The chiral nature of molecules and the stereospecificity of molecular interactions play pivotal roles in numerous problems of chemical and biological importance. The molecules (of opposite handedness) comprising an enantiomeric pair long have been known to exhibit wavelength-resolved optical activities of opposite sign; however, definitive correlation of an individual enantiomer with a specific chiro-optical response still requires supplementary information. Likewise, theoretical prediction of optical activity and determination of absolute stereochemical configuration remain formidable challenges, owing in part, to complications introduced by solution-phase environments where the overwhelming majority of laboratory data has been obtained.
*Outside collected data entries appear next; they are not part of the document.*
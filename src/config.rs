use std::path::PathBuf;

use serde::Deserialize;

/// Top-level firn configuration.
#[derive(Debug, Deserialize)]
#[serde(deny_unknown_fields)]
pub struct FirnConfig {
    /// Output settings.
    #[serde(default)]
    pub output: OutputToml,

    /// GNSS baseline series, one entry per receiver pair.
    #[serde(default)]
    pub baseline: Vec<BaselineToml>,

    /// GNSS reflector height series.
    #[serde(default)]
    pub reflector: Option<ReflectorToml>,

    /// Density estimation settings.
    #[serde(default)]
    pub density: DensityToml,

    /// Calibration fit settings.
    #[serde(default)]
    pub fit: FitToml,

    /// Error budget scenarios.
    #[serde(default)]
    pub uncertainty: UncertaintyToml,
}

#[derive(Debug, Deserialize)]
#[serde(deny_unknown_fields)]
pub struct OutputToml {
    #[serde(default = "default_output_dir")]
    pub dir: PathBuf,
    #[serde(default = "default_compression")]
    pub compression: String,
    #[serde(default = "default_row_group_size")]
    pub row_group_size: usize,
}

impl Default for OutputToml {
    fn default() -> Self {
        Self {
            dir: default_output_dir(),
            compression: default_compression(),
            row_group_size: default_row_group_size(),
        }
    }
}

fn default_output_dir() -> PathBuf {
    PathBuf::from("firn_output")
}
fn default_compression() -> String {
    "snappy".to_string()
}
fn default_row_group_size() -> usize {
    1_000_000
}

/// Column layout of a raw input file.
#[derive(Debug, Clone, Deserialize)]
#[serde(deny_unknown_fields)]
pub struct ColumnsToml {
    #[serde(default = "default_time_column")]
    pub time: String,
    #[serde(default = "default_value_column")]
    pub value: String,
    #[serde(default)]
    pub quality: Option<String>,
}

impl Default for ColumnsToml {
    fn default() -> Self {
        Self {
            time: default_time_column(),
            value: default_value_column(),
            quality: None,
        }
    }
}

fn default_time_column() -> String {
    "time".to_string()
}
fn default_value_column() -> String {
    "value".to_string()
}

#[derive(Debug, Clone, Deserialize)]
#[serde(deny_unknown_fields)]
pub struct BaselineToml {
    pub name: String,
    pub input: PathBuf,
    /// Up-component of the baseline at zero SWE (mm).
    #[serde(default)]
    pub baseline_length: f64,
    #[serde(default)]
    pub columns: ColumnsToml,
    /// Quality codes kept when a quality column is configured (1 = fixed
    /// ambiguities).
    #[serde(default = "default_accepted_quality")]
    pub accepted_quality: Vec<i32>,
    #[serde(default = "default_value_scale")]
    pub value_scale: f64,
    #[serde(default = "default_baseline_jump_threshold")]
    pub jump_threshold: f64,
    #[serde(default = "default_sigma")]
    pub sigma: f64,
    #[serde(default = "default_window_days")]
    pub window_days: u32,
    #[serde(default = "default_time_shift_seconds")]
    pub time_shift_seconds: i64,
    #[serde(default = "default_rolling_days")]
    pub rolling_days: u32,
    #[serde(default = "default_min_count")]
    pub min_count: usize,
}

fn default_accepted_quality() -> Vec<i32> {
    vec![1]
}
fn default_value_scale() -> f64 {
    1.0
}
fn default_baseline_jump_threshold() -> f64 {
    firn_sensor::BASELINE_JUMP_THRESHOLD
}
fn default_sigma() -> f64 {
    firn_sensor::DEFAULT_SIGMA
}
fn default_window_days() -> u32 {
    3
}
fn default_time_shift_seconds() -> i64 {
    18
}
fn default_rolling_days() -> u32 {
    1
}
fn default_min_count() -> usize {
    1
}

#[derive(Debug, Clone, Deserialize)]
#[serde(deny_unknown_fields)]
pub struct ReflectorToml {
    #[serde(default = "default_reflector_name")]
    pub name: String,
    pub input: PathBuf,
    #[serde(default)]
    pub columns: ColumnsToml,
    #[serde(default = "default_value_scale")]
    pub value_scale: f64,
    /// Snow already on the ground at the first daily median (mm).
    #[serde(default)]
    pub initial_accumulation: f64,
    #[serde(default = "default_reflector_jump_threshold")]
    pub jump_threshold: f64,
    #[serde(default = "default_sigma")]
    pub sigma: f64,
    #[serde(default = "default_window_days")]
    pub window_days: u32,
    #[serde(default = "default_resample_minutes")]
    pub resample_minutes: u32,
    #[serde(default = "default_min_count")]
    pub min_count: usize,
}

fn default_reflector_name() -> String {
    "reflector".to_string()
}
fn default_reflector_jump_threshold() -> f64 {
    firn_sensor::REFLECTOR_JUMP_THRESHOLD
}
fn default_resample_minutes() -> u32 {
    15
}

#[derive(Debug, Deserialize)]
#[serde(deny_unknown_fields)]
pub struct DensityToml {
    /// Baseline supplying the mass series. Defaults to the first one.
    #[serde(default)]
    pub reference: Option<String>,
    #[serde(default = "default_true")]
    pub interpolate_gaps: bool,
    /// Bulk density (kg/m³) converting reflector height to SWE for comparison.
    #[serde(default = "default_bulk_density")]
    pub bulk_density: f64,
    #[serde(default = "default_new_snow_interval")]
    pub new_snow_interval: usize,
    #[serde(default = "default_new_snow_min_gain")]
    pub new_snow_min_gain: f64,
}

impl Default for DensityToml {
    fn default() -> Self {
        Self {
            reference: None,
            interpolate_gaps: true,
            bulk_density: default_bulk_density(),
            new_snow_interval: default_new_snow_interval(),
            new_snow_min_gain: default_new_snow_min_gain(),
        }
    }
}

fn default_true() -> bool {
    true
}
fn default_bulk_density() -> f64 {
    firn_density::DEFAULT_BULK_DENSITY
}
fn default_new_snow_interval() -> usize {
    6
}
fn default_new_snow_min_gain() -> f64 {
    0.03
}

#[derive(Debug, Deserialize)]
#[serde(deny_unknown_fields)]
pub struct FitToml {
    #[serde(default = "default_true")]
    pub anchor: bool,
    #[serde(default = "default_anchor_sigma")]
    pub anchor_sigma: f64,
    #[serde(default = "default_rate_bounds")]
    pub rate_bounds: [f64; 2],
    #[serde(default = "default_max_iters")]
    pub max_iters: u64,
    /// Upper end of the sampled height domain (m).
    #[serde(default = "default_max_height")]
    pub max_height: f64,
}

impl Default for FitToml {
    fn default() -> Self {
        Self {
            anchor: true,
            anchor_sigma: default_anchor_sigma(),
            rate_bounds: default_rate_bounds(),
            max_iters: default_max_iters(),
            max_height: default_max_height(),
        }
    }
}

fn default_anchor_sigma() -> f64 {
    1e-6
}
fn default_rate_bounds() -> [f64; 2] {
    [-10.0, 10.0]
}
fn default_max_iters() -> u64 {
    1000
}
fn default_max_height() -> f64 {
    1.5
}

/// Error budget scenarios. Each sweep pairs its list with a single value of
/// the other quantity.
#[derive(Debug, Deserialize)]
#[serde(deny_unknown_fields)]
pub struct UncertaintyToml {
    #[serde(default = "default_mass_sigmas")]
    pub mass_sigmas: Vec<f64>,
    #[serde(default = "default_mass_sweep_height_sigma")]
    pub mass_sweep_height_sigma: f64,
    #[serde(default = "default_height_sigmas")]
    pub height_sigmas: Vec<f64>,
    #[serde(default = "default_height_sweep_mass_sigma")]
    pub height_sweep_mass_sigma: f64,
    #[serde(default = "default_fixed_mass_sigma")]
    pub fixed_mass_sigma: f64,
    #[serde(default = "default_fixed_height_sigma")]
    pub fixed_height_sigma: f64,
    #[serde(default = "default_fixed_densities")]
    pub fixed_densities: Vec<f64>,
}

impl Default for UncertaintyToml {
    fn default() -> Self {
        Self {
            mass_sigmas: default_mass_sigmas(),
            mass_sweep_height_sigma: default_mass_sweep_height_sigma(),
            height_sigmas: default_height_sigmas(),
            height_sweep_mass_sigma: default_height_sweep_mass_sigma(),
            fixed_mass_sigma: default_fixed_mass_sigma(),
            fixed_height_sigma: default_fixed_height_sigma(),
            fixed_densities: default_fixed_densities(),
        }
    }
}

fn default_mass_sigmas() -> Vec<f64> {
    vec![10.0, 30.0, 50.0, 90.0]
}
fn default_mass_sweep_height_sigma() -> f64 {
    0.1
}
fn default_height_sigmas() -> Vec<f64> {
    vec![0.1, 0.2, 0.3, 0.4]
}
fn default_height_sweep_mass_sigma() -> f64 {
    30.0
}
fn default_fixed_mass_sigma() -> f64 {
    30.0
}
fn default_fixed_height_sigma() -> f64 {
    0.25
}
fn default_fixed_densities() -> Vec<f64> {
    vec![50.0, 150.0, 300.0, 550.0]
}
This presentation will highlight ongoing efforts designed to interrogate the nonresonant optical activity (or circular birefringence) exhibited by isolated (gas-phase) species and to unravel the poorly-understood influence of solvation upon chiro-optical behavior. Heterocyclic organic compounds, including members of the oxirane family, have provided ideal targets for these investigations since their conformational stability and small size make high-level computational studies feasible. Vapor-phase measurements were performed through use of Cavity Ring-Down Polarimetry $(CRDP)a$ which builds upon the long-pathlength sensitivity afforded by canonical (pulsed) ring-down techniques. Comparison of gas-phase values for specific polarization rotation with their solution-phase counterparts (obtained in solvents spanning a wide range of chemical properties) has documented pronounced perturbations incurred by the action of non-specific solvation phenomena. These findings will be discussed in light of recent theoretical analyses, including Monte Carlo simulations to identify weakly-bound solute/solvent complexes and ab initio calculations to assess the corresponding chiro-optical response.